Gary J. Gorbsky, Ph.D., a scientist with the Oklahoma Medical Research Foundation, has found a way to reverse the process of cell division.
The discovery could have important implications for the treatment of cancer, birth defects and numerous other diseases and disorders. Gorbsky's findings appear in the April 13 issue of the journal Nature.
"No one has gotten the cell cycle to go backwards before now," said Gorbsky, who holds the W.H. and Betty Phelps Chair in Developmental Biology at OMRF. "This shows that certain events in the cell cycle that have long been assumed irreversible may, in fact, be reversible."
Cell division occurs millions of times each day in the human body and is essential to life itself. In the lab, Gorbsky and his OMRF colleagues were able to control the protein responsible for the division process, interrupt and reverse the event, sending duplicate chromosomes back to the center of the original cell, an event once thought impossible.

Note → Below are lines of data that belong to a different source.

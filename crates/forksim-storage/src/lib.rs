//! # forksim-storage
//!
//! State store for the lazy-fork simulator.
//!
//! This crate provides:
//! - `StateReader` / `StateWriter` traits over accounts, storage and code
//! - `WorkingState`, a mutable copy layered over a committed snapshot
//! - `StateDb`, a registry of committed snapshots addressed by a content root
//!
//! Committing the same content always yields the same root, and any root the
//! registry knows can be reopened as an independent working copy.

#![warn(missing_docs)]
#![warn(clippy::all)]

mod error;
mod state;
mod traits;

pub use error::{StorageError, StorageResult};
pub use state::{Snapshot, StateCache, StateDb, WorkingState};
pub use traits::{Account, State, StateReader, StateWriter, EMPTY_CODE_HASH};
//! State seam used by the interpreter

use crate::error::EvmResult;
use forksim_primitives::{Address, H256, U256};

/// Everything the interpreter needs from world state within one transaction.
///
/// Mutations are journaled and undone by [`StateAccess::revert_to_snapshot`].
/// The `preload_*` methods install facts learned from outside the EVM; they
/// are never undone by a revert.
pub trait StateAccess {
    /// Whether the account exists
    fn account_exists(&self, address: &Address) -> EvmResult<bool>;

    /// Missing or EIP-161 empty
    fn is_empty(&self, address: &Address) -> EvmResult<bool>;

    /// Balance in wei
    fn get_balance(&self, address: &Address) -> EvmResult<U256>;

    /// Nonce
    fn get_nonce(&self, address: &Address) -> EvmResult<u64>;

    /// Deployed code
    fn get_code(&self, address: &Address) -> EvmResult<Vec<u8>>;

    /// Code hash; zero for a non-existent account
    fn get_code_hash(&self, address: &Address) -> EvmResult<H256>;

    /// Current storage value
    fn get_storage(&self, address: &Address, key: &H256) -> EvmResult<H256>;

    /// Storage value at the start of the transaction
    fn get_original_storage(&self, address: &Address, key: &H256) -> EvmResult<H256>;

    /// Write a storage value
    fn set_storage(&mut self, address: Address, key: H256, value: H256) -> EvmResult<()>;

    /// EIP-1153 transient storage read
    fn get_transient(&self, address: &Address, key: &H256) -> H256;

    /// EIP-1153 transient storage write
    fn set_transient(&mut self, address: Address, key: H256, value: H256);

    /// Move value between accounts, creating the recipient if needed
    fn transfer(&mut self, from: &Address, to: &Address, value: U256) -> EvmResult<()>;

    /// Bump the nonce, returning the new value
    fn increment_nonce(&mut self, address: &Address) -> EvmResult<u64>;

    /// Start a new contract account, keeping any balance already there
    fn create_account(&mut self, address: &Address) -> EvmResult<()>;

    /// Deploy code
    fn set_code(&mut self, address: &Address, code: Vec<u8>) -> EvmResult<()>;

    /// Send the balance to `beneficiary`; deletes the account only when it
    /// was created in this transaction (EIP-6780)
    fn selfdestruct(&mut self, address: &Address, beneficiary: &Address) -> EvmResult<()>;

    /// Mark an address warm, returning whether it already was
    fn warm_address(&mut self, address: &Address) -> bool;

    /// Mark a slot warm, returning whether it already was
    fn warm_storage(&mut self, address: &Address, key: &H256) -> bool;

    /// Add to the refund counter
    fn add_refund(&mut self, amount: u64);

    /// Remove from the refund counter
    fn sub_refund(&mut self, amount: u64);

    /// Accumulated refund
    fn refund(&self) -> u64;

    /// Mark a point to roll back to
    fn snapshot(&mut self) -> usize;

    /// Undo everything journaled since the snapshot
    fn revert_to_snapshot(&mut self, snapshot: usize);

    /// Install fetched code, creating the account if needed
    fn preload_code(&mut self, address: &Address, code: Vec<u8>) -> EvmResult<()>;

    /// Install a fetched storage value
    fn preload_storage(&mut self, address: &Address, key: &H256, value: H256) -> EvmResult<()>;

    /// Credit a balance top-up learned from outside the EVM
    fn preload_balance_credit(&mut self, address: &Address, amount: U256) -> EvmResult<()>;
}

"Our studies indicate that the factors pointing cells toward division can be turned and even reversed," Gorbsky said. "If we wait too long, however, it doesn't work, so we know that there are multiple regulators in the cell division cycle. Now we will begin to study the triggers that set these events in motion."

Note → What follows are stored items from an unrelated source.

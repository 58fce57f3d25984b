//! Journaled transaction state over a [`State`] baseline

use crate::error::{EvmError, EvmResult};
use crate::state::StateAccess;
use forksim_crypto::keccak256;
use forksim_primitives::{Address, H256, U256};
use forksim_storage::{Account, State, StateCache, StateWriter, StorageError, EMPTY_CODE_HASH};
use std::collections::{HashMap, HashSet};

/// Undo record for one journaled change
#[derive(Clone, Debug)]
enum JournalEntry {
    Account {
        address: Address,
        previous: Option<Option<Account>>,
    },
    Storage {
        address: Address,
        key: H256,
        previous: Option<H256>,
    },
    Transient {
        address: Address,
        key: H256,
        previous: H256,
    },
    WarmAddress(Address),
    WarmSlot(Address, H256),
    Refund(u64),
    Created(Address),
}

/// Transaction-scoped state.
///
/// Writes go to an overlay and are journaled; the baseline `db` only changes
/// through the `preload_*` methods. [`JournaledState::into_writes`] hands the
/// overlay back once the transaction is done.
pub struct JournaledState<'a, S: State> {
    db: &'a mut S,
    overlay: StateCache,
    journal: Vec<JournalEntry>,
    warm_addresses: HashSet<Address>,
    warm_slots: HashSet<(Address, H256)>,
    original: HashMap<(Address, H256), H256>,
    transient: HashMap<(Address, H256), H256>,
    refund: u64,
    created: HashSet<Address>,
}

impl<'a, S: State> JournaledState<'a, S> {
    /// Fresh transaction over `db`
    pub fn new(db: &'a mut S) -> Self {
        Self::with_pending(db, StateCache::new())
    }

    /// Start on top of writes an earlier transaction left uncommitted
    pub fn with_pending(db: &'a mut S, pending: StateCache) -> Self {
        Self {
            db,
            overlay: pending,
            journal: Vec::new(),
            warm_addresses: HashSet::new(),
            warm_slots: HashSet::new(),
            original: HashMap::new(),
            transient: HashMap::new(),
            refund: 0,
            created: HashSet::new(),
        }
    }

    /// Read-only view of the baseline
    pub fn db(&self) -> &S {
        self.db
    }

    /// Everything written so far
    pub fn writes(&self) -> &StateCache {
        &self.overlay
    }

    /// Finish the transaction and return its writes
    pub fn into_writes(self) -> StateCache {
        self.overlay
    }

    fn account(&self, address: &Address) -> EvmResult<Option<Account>> {
        match self.overlay.cached_account(address) {
            Some(entry) => Ok(entry.cloned()),
            None => Ok(self.db.get_account(address)?),
        }
    }

    fn put_account(&mut self, address: Address, account: Option<Account>) -> EvmResult<()> {
        let previous = self.overlay.cached_account(&address).map(|a| a.cloned());
        self.journal.push(JournalEntry::Account { address, previous });
        match account {
            Some(account) => self.overlay.set_account(address, account)?,
            None => self.overlay.delete_account(&address)?,
        }
        Ok(())
    }

    fn update_account(&mut self, address: &Address, f: impl FnOnce(&mut Account)) -> EvmResult<()> {
        let mut account = self.account(address)?.unwrap_or_default();
        f(&mut account);
        self.put_account(*address, Some(account))
    }

    /// Apply `f` to every overlay and journal copy of an account, so that
    /// neither shadowing nor a later revert hides a preloaded fact.
    fn patch_account(&mut self, address: &Address, f: impl Fn(&mut Account)) -> EvmResult<()> {
        if let Some(Some(account)) = self.overlay.cached_account(address) {
            let mut account = account.clone();
            f(&mut account);
            self.overlay.set_account(*address, account)?;
        }
        for entry in &mut self.journal {
            if let JournalEntry::Account {
                address: entry_address,
                previous: Some(Some(account)),
            } = entry
            {
                if entry_address == address {
                    f(account);
                }
            }
        }
        Ok(())
    }
}

impl<S: State> StateAccess for JournaledState<'_, S> {
    fn account_exists(&self, address: &Address) -> EvmResult<bool> {
        Ok(self.account(address)?.is_some())
    }

    fn is_empty(&self, address: &Address) -> EvmResult<bool> {
        Ok(match self.account(address)? {
            Some(account) => account.is_empty(),
            None => true,
        })
    }

    fn get_balance(&self, address: &Address) -> EvmResult<U256> {
        Ok(self.account(address)?.map(|a| a.balance).unwrap_or_default())
    }

    fn get_nonce(&self, address: &Address) -> EvmResult<u64> {
        Ok(self.account(address)?.map_or(0, |a| a.nonce))
    }

    fn get_code(&self, address: &Address) -> EvmResult<Vec<u8>> {
        let code_hash = match self.account(address)? {
            Some(account) if account.has_code() => account.code_hash,
            _ => return Ok(Vec::new()),
        };
        if let Some(code) = self.overlay.cached_code(&code_hash) {
            return Ok(code.clone());
        }
        let code = self.db.get_code(&code_hash)?.ok_or(StorageError::MissingCode {
            address: *address,
            code_hash,
        })?;
        Ok(code)
    }

    fn get_code_hash(&self, address: &Address) -> EvmResult<H256> {
        Ok(self.account(address)?.map_or(H256::ZERO, |a| a.code_hash))
    }

    fn get_storage(&self, address: &Address, key: &H256) -> EvmResult<H256> {
        match self.overlay.cached_storage(address, key) {
            Some(value) => Ok(value),
            None => Ok(self.db.get_storage(address, key)?),
        }
    }

    fn get_original_storage(&self, address: &Address, key: &H256) -> EvmResult<H256> {
        match self.original.get(&(*address, *key)) {
            Some(value) => Ok(*value),
            None => self.get_storage(address, key),
        }
    }

    fn set_storage(&mut self, address: Address, key: H256, value: H256) -> EvmResult<()> {
        if !self.original.contains_key(&(address, key)) {
            let current = self.get_storage(&address, &key)?;
            self.original.insert((address, key), current);
        }
        let previous = self.overlay.cached_storage(&address, &key);
        self.journal.push(JournalEntry::Storage {
            address,
            key,
            previous,
        });
        self.overlay.set_storage(address, key, value)?;
        Ok(())
    }

    fn get_transient(&self, address: &Address, key: &H256) -> H256 {
        self.transient
            .get(&(*address, *key))
            .copied()
            .unwrap_or(H256::ZERO)
    }

    fn set_transient(&mut self, address: Address, key: H256, value: H256) {
        let previous = self
            .transient
            .insert((address, key), value)
            .unwrap_or(H256::ZERO);
        self.journal.push(JournalEntry::Transient {
            address,
            key,
            previous,
        });
    }

    fn transfer(&mut self, from: &Address, to: &Address, value: U256) -> EvmResult<()> {
        if value.is_zero() {
            return Ok(());
        }
        let balance = self.get_balance(from)?;
        if balance < value {
            return Err(EvmError::InsufficientBalance);
        }
        if from == to {
            return Ok(());
        }
        self.update_account(from, |a| a.balance -= value)?;
        self.update_account(to, |a| a.balance = a.balance.saturating_add(value))
    }

    fn increment_nonce(&mut self, address: &Address) -> EvmResult<u64> {
        let mut account = self.account(address)?.unwrap_or_default();
        account.nonce = account.nonce.checked_add(1).ok_or(EvmError::NonceOverflow)?;
        let nonce = account.nonce;
        self.put_account(*address, Some(account))?;
        Ok(nonce)
    }

    fn create_account(&mut self, address: &Address) -> EvmResult<()> {
        let balance = self.get_balance(address)?;
        self.put_account(
            *address,
            Some(Account {
                nonce: 1,
                balance,
                code_hash: EMPTY_CODE_HASH,
            }),
        )?;
        if self.created.insert(*address) {
            self.journal.push(JournalEntry::Created(*address));
        }
        Ok(())
    }

    fn set_code(&mut self, address: &Address, code: Vec<u8>) -> EvmResult<()> {
        let code_hash = if code.is_empty() {
            EMPTY_CODE_HASH
        } else {
            let hash = keccak256(&code);
            self.overlay.set_code(hash, code)?;
            hash
        };
        self.update_account(address, |a| a.code_hash = code_hash)
    }

    fn selfdestruct(&mut self, address: &Address, beneficiary: &Address) -> EvmResult<()> {
        let balance = self.get_balance(address)?;
        if beneficiary != address {
            self.update_account(beneficiary, |a| a.balance = a.balance.saturating_add(balance))?;
            self.update_account(address, |a| a.balance = U256::zero())?;
        }
        if self.created.contains(address) {
            self.put_account(*address, None)?;
        }
        Ok(())
    }

    fn warm_address(&mut self, address: &Address) -> bool {
        if self.warm_addresses.insert(*address) {
            self.journal.push(JournalEntry::WarmAddress(*address));
            false
        } else {
            true
        }
    }

    fn warm_storage(&mut self, address: &Address, key: &H256) -> bool {
        if self.warm_slots.insert((*address, *key)) {
            self.journal.push(JournalEntry::WarmSlot(*address, *key));
            false
        } else {
            true
        }
    }

    fn add_refund(&mut self, amount: u64) {
        self.journal.push(JournalEntry::Refund(self.refund));
        self.refund = self.refund.saturating_add(amount);
    }

    fn sub_refund(&mut self, amount: u64) {
        self.journal.push(JournalEntry::Refund(self.refund));
        self.refund = self.refund.saturating_sub(amount);
    }

    fn refund(&self) -> u64 {
        self.refund
    }

    fn snapshot(&mut self) -> usize {
        self.journal.len()
    }

    fn revert_to_snapshot(&mut self, snapshot: usize) {
        while self.journal.len() > snapshot {
            let Some(entry) = self.journal.pop() else {
                break;
            };
            match entry {
                JournalEntry::Account { address, previous } => {
                    self.overlay.restore_account(address, previous)
                }
                JournalEntry::Storage {
                    address,
                    key,
                    previous,
                } => self.overlay.restore_storage(address, key, previous),
                JournalEntry::Transient {
                    address,
                    key,
                    previous,
                } => {
                    self.transient.insert((address, key), previous);
                }
                JournalEntry::WarmAddress(address) => {
                    self.warm_addresses.remove(&address);
                }
                JournalEntry::WarmSlot(address, key) => {
                    self.warm_slots.remove(&(address, key));
                }
                JournalEntry::Refund(previous) => self.refund = previous,
                JournalEntry::Created(address) => {
                    self.created.remove(&address);
                }
            }
        }
    }

    fn preload_code(&mut self, address: &Address, code: Vec<u8>) -> EvmResult<()> {
        if code.is_empty() {
            self.db.create_account(address)?;
            return Ok(());
        }
        let code_hash = self.db.set_account_code(address, code)?;
        self.patch_account(address, |a| {
            if !a.has_code() {
                a.code_hash = code_hash;
            }
        })
    }

    fn preload_storage(&mut self, address: &Address, key: &H256, value: H256) -> EvmResult<()> {
        self.db.set_storage(*address, *key, value)?;
        Ok(())
    }

    fn preload_balance_credit(&mut self, address: &Address, amount: U256) -> EvmResult<()> {
        self.db.add_balance(address, amount)?;
        self.patch_account(address, |a| a.balance = a.balance.saturating_add(amount))
    }
}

The findings may prove important to controlling the development and metastasis of certain cancers. It also holds promise for the prevention and treatment of birth defects and a wide variety of other conditions.
"Dr. Gorbsky's results provide elegant proof that the cell cycle must be precisely controlled," said Dr. Rodger McEver, OMRF vice president of research. "Now he and his lab can work toward developing innovative methods to probe and better understand the complex process of cell division."
Gorbsky heads the Molecular, Cell and Developmental Biology Research Program at OMRF and holds both an M.A. and a Ph.D. in biology from Princeton University. He is also adjunct professor of Cell Biology at the University of Oklahoma Health Sciences Center and a member of the OU Cancer Institute. His research focuses on mitosis and cytokinesis, the processes involved in cell division, and he has earned international recognition for his work in the area of chromosomal movement and cell cycle control.
The current research project, done in collaboration with scientists from the University of Virginia Medical School, was supported by grants from the National Institutes of Health and the American Cancer Society.